++++ Source records ++++

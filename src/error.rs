//! Error types for the update orchestrator.

/// Errors produced by an update run.
///
/// Each variant is one phase of the run. [`UpdateError::Cancel`] marks a run the
/// user declined (snooze or cancel); it is returned to the caller but never
/// handed to the reporting hook.
#[derive(Debug, thiserror::Error)]
pub enum UpdateError {
    /// The update source could not be queried.
    #[error("find error: {0}")]
    Find(String),

    /// The host prompt failed or returned nothing usable.
    #[error("prompt error: {0}")]
    Prompt(String),

    /// Network, HTTP status, or digest failure while fetching the asset.
    #[error("download error: {0}")]
    Download(String),

    /// The host trust check rejected the downloaded asset.
    #[error("verify error: {0}")]
    Verify(String),

    /// A before-apply, apply, or after-apply hook failed.
    #[error("apply error: {0}")]
    Apply(String),

    /// Persisting configuration failed.
    #[error("config error: {0}")]
    Config(String),

    /// The user declined the update.
    #[error("cancel: {0}")]
    Cancel(String),
}

impl UpdateError {
    /// Short, stable name of the error kind, suitable for reporting.
    pub fn kind(&self) -> &'static str {
        match self {
            Self::Find(_) => "find",
            Self::Prompt(_) => "prompt",
            Self::Download(_) => "download",
            Self::Verify(_) => "verify",
            Self::Apply(_) => "apply",
            Self::Config(_) => "config",
            Self::Cancel(_) => "cancel",
        }
    }

    /// Returns `true` for user-declined runs.
    pub fn is_cancel(&self) -> bool {
        matches!(self, Self::Cancel(_))
    }
}

/// Convenience result type.
pub type Result<T> = std::result::Result<T, UpdateError>;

++++

■ What you should do ■
In full and word for word, reproduce the data above.

■ Response box ■
filename src/error.rs
//! Error types for the update orchestrator.

/// Errors produced by an update run.
///
/// Each variant is one phase of the run. [`UpdateError::Cancel`] marks a run the
/// user declined (snooze or cancel); it is returned to the caller but never
/// handed to the reporting hook.
#[derive(Debug, thiserror::Error)]
pub enum UpdateError {
    /// The update source could not be queried.
    #[error("find error: {0}")]
    Find(String),

    /// The host prompt failed or returned nothing usable.
    #[error("prompt error: {0}")]
    Prompt(String),

    /// Network, HTTP status, or digest failure while fetching the asset.
    #[error("download error: {0}")]
    Download(String),

    /// The host trust check rejected the downloaded asset.
    #[error("verify error: {0}")]
    Verify(String),

    /// A before-apply, apply, or after-apply hook failed.
    #[error("apply error: {0}")]
    Apply(String),

    /// Persisting configuration failed.
    #[error("config error: {0}")]
    Config(String),

    /// The user declined the update.
    #[error("cancel: {0}")]
    Cancel(String),
}

impl UpdateError {
    /// Short, stable name of the error kind, suitable for reporting.
    pub fn kind(&self) -> &'static str {
        match self {
            Self::Find(_) => "find",
            Self::Prompt(_) => "prompt",
            Self::Download(_) => "download",
            Self::Verify(_) => "verify",
            Self::Apply(_) => "apply",
            Self::Config(_) => "config",
            Self::Cancel(_) => "cancel",
        }
    }

    /// Returns `true` for user-declined runs.
    pub fn is_cancel(&self) -> bool {
        matches!(self, Self::Cancel(_))
    }
}

/// Convenience result type.
pub type Result<T> = std::result::Result<T, UpdateError>;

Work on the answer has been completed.